Read La Espada de Disformidad Online
Authors: Mike Lee Dan Abnett
El noble se detuvo en seco.
—¿La puerta de la ciudad? ¿No a través de la puerta de la fortaleza?
Arleth Vann asintió con la cabeza.
—Se retiraron a poco menos de un kilómetro hacia el oeste por el camino de los Esclavistas, y están plantando el campamento cerca de la orilla.
—Vaya unos estúpidos. ¡Urial controla toda la maldita ciudad! Ahora será cien veces más difícil echarlo. A menos que...
—A menos que, tal vez, esos oráculos de baja estofa tengan razón y las brujas del templo hayan visto que Malekith está de camino.
—¡Condenación! —exclamó Malus—. Si eso es verdad, casi nos hemos quedado sin tiempo. Si Urial aún tiene el control de la ciudad cuando llegue el Rey Brujo, la suerte estará echada y no habrá modo de evitar la guerra que vendrá a continuación. —Con un gemido sordo, volvió a ponerse en movimiento y atravesó con rapidez la sucesión de cámaras con largas zancadas impacientes.
—Honradamente, mi señor, me sorprende que eso te importe —dijo Arleth Vann, que caminaba de prisa para mantener el paso—. ¿Acaso una guerra sagrada no serviría a los propósitos de Khaine?
El noble le lanzó al guardia una mirada dura.
—Dadas las circunstancias, creo que eso debo decidirlo yo.
—Por supuesto, mi señor.
Malus continuó adelante y atravesó la última cripta hasta llegar a la puerta abierta que daba a la antecámara del pabellón. Percibió un hedor acre que le resultó familiar, y oyó que uno de los druchii que los acompañaban lanzaba una maldición de sorpresa ante el olor. Dentro de la antecámara se oyó un nítido siseo prolongado, como si escapara vapor de una tetera rajada.
Aunque era pequeño para su especie,
Rencor
ocupaba casi un tercio de la amplia antecámara rectangular. Arleth Vann lo había dejado justo dentro de las puertas principales del pabellón, e incluso con la poderosa cola enroscada a un lado, el nauglir era lo bastante largo como para rozar los extremos de las largas mesas situadas a los lados de la habitación.
Malus alzó una mano para advertir a los demás.
—Esperad aquí —les dijo a Arleth Vann y a los otros.
Rencor
, al oír su voz, se levantó sobre las zarpas y volvió el enorme hocico cuadrado hacia él. Las fosas nasales se le dilataron al percibir el olor de su amo.
El noble atravesó la estancia con lentitud mientras estudiaba atentamente al gélido en busca de señales de peligro. Antes de enviar a Arleth Vann a la ciudad en busca de
Rencor
, había untado tanto su piel como la del guardia con una nueva capa del vrahsha que guardaba en un pequeño frasco dentro del ropón. El ungüento disimulaba el olor del druchii, pero no la corrupción demoníaca que Malus sabía que estaba propagándose por su cuerpo.
Del pecho de
Rencor
ascendió un lento gruñido.
—Tranquila, grandiosa bestia tonta —dijo alegremente—. Soy yo.
El gélido bajó levemente la cabeza. De las enormes fauces le caía baba venenosa en largos regueros espesos. Gruñó amenazadoramente cuando el noble avanzó otro paso. Al desenroscar la cola, las escamas rasparon la piedra. El musculoso apéndice grueso como un cable rozó la mesa central de la estancia al pasar y redujo a polvo una de las esquinas con un fuerte crujido.

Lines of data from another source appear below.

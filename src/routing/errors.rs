//! Routing error types

use hyper::Method;
use thiserror::Error;

use super::converter::ConversionError;

#[derive(Debug, Clone, PartialEq, Eq, Error)]
pub enum RoutingError {
    #[error("route name '{0}' is already registered")]
    DuplicateName(String),

    #[error("invalid route pattern '{pattern}': {reason}")]
    InvalidPattern { pattern: String, reason: String },

    #[error("no route matches '{0}'")]
    NotFound(String),

    #[error("method {method} is not allowed for '{path}'")]
    MethodNotAllowed {
        method: Method,
        path: String,
        /// Every method some matching route accepts, in registration order
        allowed: Vec<Method>,
    },

    /// The path only matches once a trailing slash is appended
    #[error("'{location}' is the canonical location")]
    RedirectSlash { location: String },

    #[error("no route is named '{0}'")]
    UnknownRoute(String),

    #[error("route '{route}' requires parameter '{param}'")]
    MissingParameter { route: String, param: String },

    #[error("'{value}' cannot fill parameter '{param}' of route '{route}': {source}")]
    InvalidParameter {
        route: String,
        param: String,
        value: String,
        #[source]
        source: ConversionError,
    },
}
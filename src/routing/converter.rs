//! Typed placeholder converters
//!
//! Each placeholder in a route pattern carries one of a closed set of converters.
//! A converter both matches a path segment and coerces it into a typed [`Value`].

use std::fmt;

use thiserror::Error;

/// Converter attached to a route placeholder
#[derive(Debug, Clone, Copy, PartialEq, Eq)]
pub enum Converter {
    /// Any non-empty segment without a slash (default)
    String,
    /// Non-negative integer, `^[0-9]+$`
    Int,
    /// Non-negative decimal with a fractional part, `^[0-9]+\.[0-9]+$`
    Float,
    /// One or more segments, slashes included
    Path,
}

/// Value extracted from a path segment
#[derive(Debug, Clone, PartialEq)]
pub enum Value {
    Str(String),
    Int(u64),
    Float(f64),
    Path(String),
}

#[derive(Debug, Clone, PartialEq, Eq, Error)]
pub enum ConversionError {
    #[error("empty segment")]
    Empty,
    #[error("'{0}' contains a slash")]
    Slash(String),
    #[error("'{0}' is not a non-negative integer")]
    NotAnInteger(String),
    #[error("'{0}' is not a non-negative decimal")]
    NotAFloat(String),
}

impl Converter {
    /// Look up a converter by the name used inside `<name:var>`
    pub fn from_name(name: &str) -> Option<Self> {
        match name {
            "string" => Some(Self::String),
            "int" => Some(Self::Int),
            "float" => Some(Self::Float),
            "path" => Some(Self::Path),
            _ => None,
        }
    }

    pub const fn name(self) -> &'static str {
        match self {
            Self::String => "string",
            Self::Int => "int",
            Self::Float => "float",
            Self::Path => "path",
        }
    }

    /// Coerce a decoded segment (or, for `path`, the joined tail) into a value
    pub fn convert(self, raw: &str) -> Result<Value, ConversionError> {
        if raw.is_empty() {
            return Err(ConversionError::Empty);
        }
        match self {
            Self::String => {
                if raw.contains('/') {
                    return Err(ConversionError::Slash(raw.to_string()));
                }
                Ok(Value::Str(raw.to_string()))
            }
            Self::Int => {
                if !is_digits(raw) {
                    return Err(ConversionError::NotAnInteger(raw.to_string()));
                }
                raw.parse::<u64>()
                    .map(Value::Int)
                    .map_err(|_| ConversionError::NotAnInteger(raw.to_string()))
            }
            Self::Float => {
                let valid = raw
                    .split_once('.')
                    .is_some_and(|(whole, frac)| is_digits(whole) && is_digits(frac));
                if !valid {
                    return Err(ConversionError::NotAFloat(raw.to_string()));
                }
                raw.parse::<f64>()
                    .map(Value::Float)
                    .map_err(|_| ConversionError::NotAFloat(raw.to_string()))
            }
            Self::Path => Ok(Value::Path(raw.to_string())),
        }
    }
}

impl fmt::Display for Converter {
    fn fmt(&self, f: &mut fmt::Formatter<'_>) -> fmt::Result {
        f.write_str(self.name())
    }
}

impl Value {
    pub fn as_str(&self) -> Option<&str> {
        match self {
            Self::Str(s) | Self::Path(s) => Some(s),
            _ => None,
        }
    }

    pub const fn as_int(&self) -> Option<u64> {
        match self {
            Self::Int(n) => Some(*n),
            _ => None,
        }
    }

    pub const fn as_float(&self) -> Option<f64> {
        match self {
            Self::Float(n) => Some(*n),
            _ => None,
        }
    }

    /// Render the value the way it appears in a URL, before percent-encoding.
    ///
    /// Floats always keep a fractional part so that they convert back.
    pub fn to_url_text(&self) -> String {
        match self {
            Self::Str(s) | Self::Path(s) => s.clone(),
            Self::Int(n) => n.to_string(),
            Self::Float(n) => {
                let text = n.to_string();
                if text.contains('.') {
                    text
                } else {
                    format!("{text}.0")
                }
            }
        }
    }
}

impl fmt::Display for Value {
    fn fmt(&self, f: &mut fmt::Formatter<'_>) -> fmt::Result {
        f.write_str(&self.to_url_text())
    }
}

impl From<&str> for Value {
    fn from(s: &str) -> Self {
        Self::Str(s.to_string())
    }
}

impl From<String> for Value {
    fn from(s: String) -> Self {
        Self::Str(s)
    }
}

impl From<u64> for Value {
    fn from(n: u64) -> Self {
        Self::Int(n)
    }
}

impl From<f64> for Value {
    fn from(n: f64) -> Self {
        Self::Float(n)
    }
}

fn is_digits(s: &str) -> bool {
    !s.is_empty() && s.bytes().all(|b| b.is_ascii_digit())
}
use anyhow::{Context, Result};
use rand::Rng;
use serde::{Deserialize, Serialize};
use std::fs;
use std::path::{Path, PathBuf};
use std::time::Duration;

use crate::mesh::{MeshConfig, DEFAULT_NETWORK_ID, DEFAULT_RELAY_URL, DEFAULT_STUN_SERVER};

const DEVICE_ID_PREFIX: &str = "mms-";
const DEVICE_ID_LEN: usize = 8;
const BASE36: &[u8] = b"0123456789abcdefghijklmnopqrstuvwxyz";

#[derive(Debug, Clone, Serialize, Deserialize)]
pub struct Config {
    #[serde(default)]
    pub device: DeviceConfig,
    #[serde(default)]
    pub mesh: MeshSettings,
}

#[derive(Debug, Clone, Serialize, Deserialize)]
pub struct DeviceConfig {
    /// Stable id this device announces on the relay
    #[serde(default = "generate_device_id")]
    pub id: String,
}

#[derive(Debug, Clone, Serialize, Deserialize)]
pub struct MeshSettings {
    #[serde(default = "default_relay_url")]
    pub relay_url: String,
    #[serde(default = "default_network_id")]
    pub network_id: String,
    #[serde(default = "default_stun_servers")]
    pub stun_servers: Vec<String>,
    /// Seconds a closed session stays listed before it is dropped (0 = until peer leaves)
    #[serde(default = "default_session_grace_secs")]
    pub session_grace_secs: u64,
    #[serde(default = "default_enabled")]
    pub enabled: bool,
}

fn default_relay_url() -> String {
    DEFAULT_RELAY_URL.to_string()
}

fn default_network_id() -> String {
    DEFAULT_NETWORK_ID.to_string()
}

fn default_stun_servers() -> Vec<String> {
    vec![DEFAULT_STUN_SERVER.to_string()]
}

fn default_session_grace_secs() -> u64 {
    30
}

fn default_enabled() -> bool {
    true
}

impl Default for DeviceConfig {
    fn default() -> Self {
        Self {
            id: generate_device_id(),
        }
    }
}

impl Default for MeshSettings {
    fn default() -> Self {
        Self {
            relay_url: default_relay_url(),
            network_id: default_network_id(),
            stun_servers: default_stun_servers(),
            session_grace_secs: default_session_grace_secs(),
            enabled: default_enabled(),
        }
    }
}

impl Default for Config {
    fn default() -> Self {
        Self {
            device: DeviceConfig::default(),
            mesh: MeshSettings::default(),
        }
    }
}

impl Config {
    /// Load config from ~/.lanshare/config.toml, creating it on first run
    pub fn load() -> Result<Self> {
        Self::load_from(&get_config_path())
    }

    /// Load config from `path`, or create and save a default one there
    pub fn load_from(path: &Path) -> Result<Self> {
        if path.exists() {
            let content = fs::read_to_string(path).context("Failed to read config file")?;
            let table: toml::Table =
                toml::from_str(&content).context("Failed to parse config file")?;
            let has_id = table
                .get("device")
                .and_then(|device| device.get("id"))
                .is_some();
            let config: Config = table
                .try_into()
                .context("Failed to parse config file")?;
            // Persist a device id that was missing from the file
            if !has_id {
                config.save_to(path)?;
            }
            Ok(config)
        } else {
            let config = Config::default();
            config.save_to(path)?;
            Ok(config)
        }
    }

    /// Save config to ~/.lanshare/config.toml
    pub fn save(&self) -> Result<()> {
        self.save_to(&get_config_path())
    }

    pub fn save_to(&self, path: &Path) -> Result<()> {
        if let Some(parent) = path.parent() {
            fs::create_dir_all(parent)?;
        }

        let content = toml::to_string_pretty(self)?;
        fs::write(path, content)
            .with_context(|| format!("Failed to write {}", path.display()))?;

        Ok(())
    }

    /// Settings for the peer mesh
    pub fn mesh_config(&self) -> MeshConfig {
        let session_grace = match self.mesh.session_grace_secs {
            0 => None,
            secs => Some(Duration::from_secs(secs)),
        };
        MeshConfig {
            relay_url: self.mesh.relay_url.clone(),
            default_network_id: self.mesh.network_id.clone(),
            stun_servers: self.mesh.stun_servers.clone(),
            session_grace,
            ..MeshConfig::default()
        }
    }
}

/// Generate a device id: `mms-` followed by 8 random base36 characters
pub fn generate_device_id() -> String {
    let mut rng = rand::thread_rng();
    let suffix: String = (0..DEVICE_ID_LEN)
        .map(|_| BASE36[rng.gen_range(0..BASE36.len())] as char)
        .collect();
    format!("{}{}", DEVICE_ID_PREFIX, suffix)
}

/// Get the lanshare directory (~/.lanshare)
pub fn get_lanshare_dir() -> PathBuf {
    dirs::home_dir()
        .unwrap_or_else(|| PathBuf::from("."))
        .join(".lanshare")
}

/// Get the config file path (~/.lanshare/config.toml)
pub fn get_config_path() -> PathBuf {
    get_lanshare_dir().join("config.toml")
}
//! In-memory relay and peer links
//!
//! `MockRelay` echoes every frame to every connected client, sender included,
//! like the public relay does. `MockNetwork` pairs links by the id carried in
//! the offer and opens both ends as soon as the answer is applied.

use async_trait::async_trait;
use std::collections::{HashMap, HashSet};
use std::sync::{Arc, Mutex, MutexGuard};
use tokio::sync::mpsc;
use tracing::trace;

use super::error::{LinkError, TransportError};
use super::transport::{LinkEvent, LinkEventSink, LinkFactory, PeerLink, RelayConnector, RelayLink};
use super::types::{ChannelState, ConnectionState, NodeId};

#[derive(Default)]
struct RelayHub {
    next_client: u64,
    clients: HashMap<u64, mpsc::UnboundedSender<String>>,
    /// Clients the relay hung up on; their later frames are discarded
    hung_up: HashSet<u64>,
    frames: Vec<String>,
    unreachable: bool,
}

impl RelayHub {
    fn fan_out(&mut self, text: &str) {
        self.clients.retain(|_, tx| tx.send(text.to_string()).is_ok());
    }
}

/// Echoing relay shared by every coordinator in a test
#[derive(Clone, Default)]
pub struct MockRelay {
    hub: Arc<Mutex<RelayHub>>,
}

impl MockRelay {
    pub fn new() -> Self {
        Self::default()
    }

    fn hub(&self) -> MutexGuard<'_, RelayHub> {
        self.hub.lock().unwrap_or_else(|p| p.into_inner())
    }

    /// Deliver a raw frame to every client, as if some other node sent it
    pub fn inject(&self, text: &str) {
        self.hub().fan_out(text);
    }

    /// Close every client connection from the relay side
    pub fn drop_all(&self) {
        let mut hub = self.hub();
        let ids: Vec<u64> = hub.clients.drain().map(|(id, _)| id).collect();
        hub.hung_up.extend(ids);
    }

    /// Refuse new connections
    pub fn set_unreachable(&self, unreachable: bool) {
        self.hub().unreachable = unreachable;
    }

    /// Every frame clients sent, in arrival order
    pub fn frames(&self) -> Vec<String> {
        self.hub().frames.clone()
    }

    pub fn client_count(&self) -> usize {
        self.hub().clients.len()
    }
}

#[async_trait]
impl RelayConnector for MockRelay {
    async fn open(&self, url: &str) -> Result<RelayLink, TransportError> {
        let (inbound_tx, inbound_rx) = mpsc::unbounded_channel();
        let (outbound_tx, mut outbound_rx) = mpsc::unbounded_channel::<String>();

        let client = {
            let mut hub = self.hub();
            if hub.unreachable {
                return Err(TransportError::ConnectionFailed(format!(
                    "{} unreachable",
                    url
                )));
            }
            let client = hub.next_client;
            hub.next_client += 1;
            hub.clients.insert(client, inbound_tx);
            client
        };

        let hub = self.hub.clone();
        tokio::spawn(async move {
            while let Some(text) = outbound_rx.recv().await {
                let mut hub = hub.lock().unwrap_or_else(|p| p.into_inner());
                if hub.hung_up.contains(&client) {
                    break;
                }
                trace!("Mock relay: client {} -> {}", client, text);
                hub.frames.push(text.clone());
                hub.fan_out(&text);
            }
            let mut hub = hub.lock().unwrap_or_else(|p| p.into_inner());
            hub.clients.remove(&client);
        });

        Ok(RelayLink {
            outbound: outbound_tx,
            inbound: inbound_rx,
        })
    }
}

struct LinkSlot {
    owner: NodeId,
    remote: NodeId,
    sink: LinkEventSink,
    partner: Option<u64>,
    channel_open: bool,
    closed: bool,
    applied_candidates: Vec<serde_json::Value>,
}

impl LinkSlot {
    fn emit(&self, event: LinkEvent) {
        if !self.closed {
            self.sink.emit(event);
        }
    }
}

#[derive(Default)]
struct NetworkState {
    next_link: u64,
    links: HashMap<u64, LinkSlot>,
}

impl NetworkState {
    /// Live link owned by `local` towards `remote`
    fn find(&self, local: &str, remote: &str) -> Option<u64> {
        self.links
            .iter()
            .filter(|(_, slot)| !slot.closed && slot.owner == local && slot.remote == remote)
            .map(|(id, _)| *id)
            .max()
    }
}

/// Registry of in-memory links shared by every node in a test
#[derive(Clone, Default)]
pub struct MockNetwork {
    state: Arc<Mutex<NetworkState>>,
}

impl MockNetwork {
    pub fn new() -> Self {
        Self::default()
    }

    fn state(&self) -> MutexGuard<'_, NetworkState> {
        self.state.lock().unwrap_or_else(|p| p.into_inner())
    }

    /// Link factory for the node `local_id`
    pub fn factory(&self, local_id: &str) -> MockLinkFactory {
        MockLinkFactory {
            network: self.clone(),
            local_id: local_id.to_string(),
        }
    }

    /// Make the link `local` holds towards `remote` report a connection state
    pub fn set_state(&self, local: &str, remote: &str, state: ConnectionState) -> bool {
        let mut net = self.state();
        let Some(id) = net.find(local, remote) else {
            return false;
        };
        if let Some(slot) = net.links.get_mut(&id) {
            if matches!(state, ConnectionState::Failed | ConnectionState::Closed) {
                slot.channel_open = false;
            }
            slot.emit(LinkEvent::ConnectionState(state));
        }
        true
    }

    /// Make the link `local` holds towards `remote` report a channel state
    pub fn set_channel_state(&self, local: &str, remote: &str, state: ChannelState) -> bool {
        let mut net = self.state();
        let Some(id) = net.find(local, remote) else {
            return false;
        };
        if let Some(slot) = net.links.get_mut(&id) {
            slot.channel_open = state == ChannelState::Open;
            slot.emit(LinkEvent::ChannelState(state));
        }
        true
    }

    /// Hand `text` to `local` as if `remote` had written it to the channel
    pub fn deliver(&self, local: &str, remote: &str, text: &str) -> bool {
        let net = self.state();
        let Some(slot) = net.find(local, remote).and_then(|id| net.links.get(&id)) else {
            return false;
        };
        slot.emit(LinkEvent::Message(text.to_string()));
        true
    }

    /// Candidates the link `local` holds towards `remote` has applied
    pub fn applied_candidates(&self, local: &str, remote: &str) -> usize {
        let net = self.state();
        net.find(local, remote)
            .and_then(|id| net.links.get(&id))
            .map(|slot| slot.applied_candidates.len())
            .unwrap_or(0)
    }

    /// Links not yet closed
    pub fn live_links(&self) -> usize {
        self.state().links.values().filter(|s| !s.closed).count()
    }
}

/// Creates in-memory links for one node
#[derive(Clone)]
pub struct MockLinkFactory {
    network: MockNetwork,
    local_id: NodeId,
}

#[async_trait]
impl LinkFactory for MockLinkFactory {
    async fn create(&self, sink: LinkEventSink) -> Result<Arc<dyn PeerLink>, LinkError> {
        let mut net = self.network.state();
        let id = net.next_link;
        net.next_link += 1;
        net.links.insert(
            id,
            LinkSlot {
                owner: self.local_id.clone(),
                remote: sink.peer_id().to_string(),
                sink,
                partner: None,
                channel_open: false,
                closed: false,
                applied_candidates: Vec::new(),
            },
        );
        Ok(Arc::new(MockLink {
            id,
            network: self.network.clone(),
        }))
    }
}

/// In-memory link
pub struct MockLink {
    id: u64,
    network: MockNetwork,
}

impl MockLink {
    fn local_candidate(&self) -> serde_json::Value {
        serde_json::json!({
            "candidate": format!("candidate:mock-{} 1 udp 2122260223 127.0.0.1 9 typ host", self.id),
            "sdpMid": "0",
            "sdpMLineIndex": 0,
        })
    }
}

fn parse_description(desc: &serde_json::Value, kind: &'static str) -> Result<u64, LinkError> {
    if desc.get("type").and_then(|t| t.as_str()) != Some(kind) {
        return Err(LinkError::UnexpectedDescription(desc.to_string()));
    }
    let sdp = desc
        .get("sdp")
        .and_then(|s| s.as_str())
        .ok_or(LinkError::MissingSdp(kind))?;
    sdp.strip_prefix("mock:")
        .and_then(|id| id.parse().ok())
        .ok_or_else(|| LinkError::UnexpectedDescription(sdp.to_string()))
}

#[async_trait]
impl PeerLink for MockLink {
    async fn create_offer(&self) -> Result<serde_json::Value, LinkError> {
        let net = self.network.state();
        let slot = net.links.get(&self.id).ok_or(LinkError::Closed)?;
        slot.emit(LinkEvent::ConnectionState(ConnectionState::Connecting));
        slot.emit(LinkEvent::LocalCandidate(self.local_candidate()));
        Ok(serde_json::json!({ "type": "offer", "sdp": format!("mock:{}", self.id) }))
    }

    async fn accept_offer(&self, offer: serde_json::Value) -> Result<serde_json::Value, LinkError> {
        let remote = parse_description(&offer, "offer")?;
        let mut net = self.network.state();
        if !net.links.contains_key(&remote) {
            return Err(LinkError::Setup(format!("no link mock:{}", remote)));
        }
        if let Some(slot) = net.links.get_mut(&self.id) {
            slot.partner = Some(remote);
            slot.emit(LinkEvent::LocalCandidate(self.local_candidate()));
        }
        if let Some(slot) = net.links.get_mut(&remote) {
            slot.partner = Some(self.id);
        }
        Ok(serde_json::json!({ "type": "answer", "sdp": format!("mock:{}", self.id) }))
    }

    async fn apply_answer(&self, answer: serde_json::Value) -> Result<(), LinkError> {
        let remote = parse_description(&answer, "answer")?;
        let mut net = self.network.state();
        let paired = net
            .links
            .get(&remote)
            .is_some_and(|slot| slot.partner == Some(self.id) && !slot.closed);
        if !paired {
            return Err(LinkError::Setup(format!("answer from unpaired mock:{}", remote)));
        }

        for id in [self.id, remote] {
            if let Some(slot) = net.links.get_mut(&id) {
                slot.channel_open = true;
                slot.emit(LinkEvent::ConnectionState(ConnectionState::Connected));
                slot.emit(LinkEvent::ChannelState(ChannelState::Open));
            }
        }
        Ok(())
    }

    async fn add_candidate(&self, candidate: serde_json::Value) -> Result<(), LinkError> {
        let mut net = self.network.state();
        let slot = net.links.get_mut(&self.id).ok_or(LinkError::Closed)?;
        slot.applied_candidates.push(candidate);
        Ok(())
    }

    async fn send(&self, text: String) -> Result<(), LinkError> {
        let net = self.network.state();
        let slot = net.links.get(&self.id).ok_or(LinkError::Closed)?;
        if slot.closed || !slot.channel_open {
            return Err(LinkError::ChannelNotOpen);
        }
        let partner = slot
            .partner
            .and_then(|id| net.links.get(&id))
            .filter(|p| !p.closed && p.channel_open)
            .ok_or(LinkError::Closed)?;
        partner.emit(LinkEvent::Message(text));
        Ok(())
    }

    async fn close(&self) {
        let mut net = self.network.state();
        let Some(slot) = net.links.get_mut(&self.id) else {
            return;
        };
        if slot.closed {
            return;
        }
        slot.closed = true;
        slot.channel_open = false;
        let partner = slot.partner;

        if let Some(partner) = partner.and_then(|id| net.links.get_mut(&id)) {
            if partner.channel_open {
                partner.channel_open = false;
                partner.emit(LinkEvent::ChannelState(ChannelState::Closed));
                partner.emit(LinkEvent::ConnectionState(ConnectionState::Disconnected));
            }
        }
    }
}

Malus se detuvo, repentinamente reacio a ponerse al alcance del gélido.
—¿Dónde lo encontraste? —preguntó.
—En los establos donde lo dejaron los fanáticos de Tyran —respondió el asesino—. Había logrado salir del corral hacía días, y parecía estar instalado allí.
El noble examinó al nauglir y reparó en varias heridas recientes en el pellejo acorazado de la bestia de guerra. Ninguna parecía ni remotamente grave. Para su gran alivio, la silla de montar y las alforjas del lomo del gélido estaban intactas.
—¿Le han dado de comer a
Rencor?
—Sí, ha comido bien —le aseguró el guardia—. Había restos de carne y trozos de hueso por todo el corral. Probablemente se comió primero a los cuidadores, y luego se puso a cazar a los habitantes de la ciudad durante los últimos días.
Malus asintió con la cabeza. Si
Rencor
estaba bien alimentado, era un momento tan seguro como otro para acercarse a la bestia. Tras inspirar profundamente, avanzó un paso más.
El gélido se apoyó ligeramente sobre los cuartos traseros en una postura defensiva; otra mala señal.
—¿Qué crees que estás haciendo? —le preguntó Malus a la bestia de guerra—. Soy yo, y no tengo tiempo para tus tonterías. Tenemos una dura cabalgata por delante.
Avanzó otro paso, y las fauces de
Rencor
comenzaron a abrirse lentamente, centímetro a centímetro.
El noble se dio cuenta de que el gélido se disponía a atacar, y lo inundó una abrumadora ola de frustración.
—Mira, escúchame, enorme montón de escamas —le espetó Malus, y apuntó con un dedo colérico a la bestia de guerra de una tonelada de peso—, no he llegado hasta tan lejos para convertirme en comida de mi propia montura. ¡Quieto, y déjame que te mire!
El grito autoritario de Malus resonó en las paredes de la cámara y sobresaltó al gélido.
Rencor
se echó bruscamente atrás, con las fosas nasales dilatadas, y lanzó dentelladas al aire con los largos colmillos como dagas capaces de machacar incluso hueso. Por un instante, el noble temió que la bestia de guerra diera media vuelta y huyera de la antecámara hacia el túnel del otro lado de la puerta, pero el gélido se detuvo, echó vapor por la nariz y se sentó, obediente.
Interiormente, el noble suspiró de alivio.
—Eso está mejor —dijo, y se acercó al nauglir. Caminó en torno al gélido para examinarle las garras, los dientes, los ojos, los flancos y la cola. Cuando se convenció de que la bestia estaba prácticamente ilesa, pasó a examinar sus pertenencias—. Ayúdame con esta armadura —le pidió a Arleth Vann.
Con movimientos cautelosos, el guardia se reunió con Malus junto a
Rencor
y lo ayudó a retirar las alforjas de cuero que contenían la armadura del noble. Arleth Vann trabajó con rapidez y eficiencia para desenvolver las piezas de la tela aceitada que las protegía, y luego ayudó a Malus a ponerse el viejo kheitan. Al cabo de pocos minutos, el noble se sujetaba el cinturón de la espada sobre el faldar de malla, y casi se sentía otra vez como el de antes.
—Dices que la lucha en la ciudad se prolongó hasta la puesta de sol, más o menos —recordó Malus, mientras se ponía los guanteletes—. ¿Qué hora es ahora?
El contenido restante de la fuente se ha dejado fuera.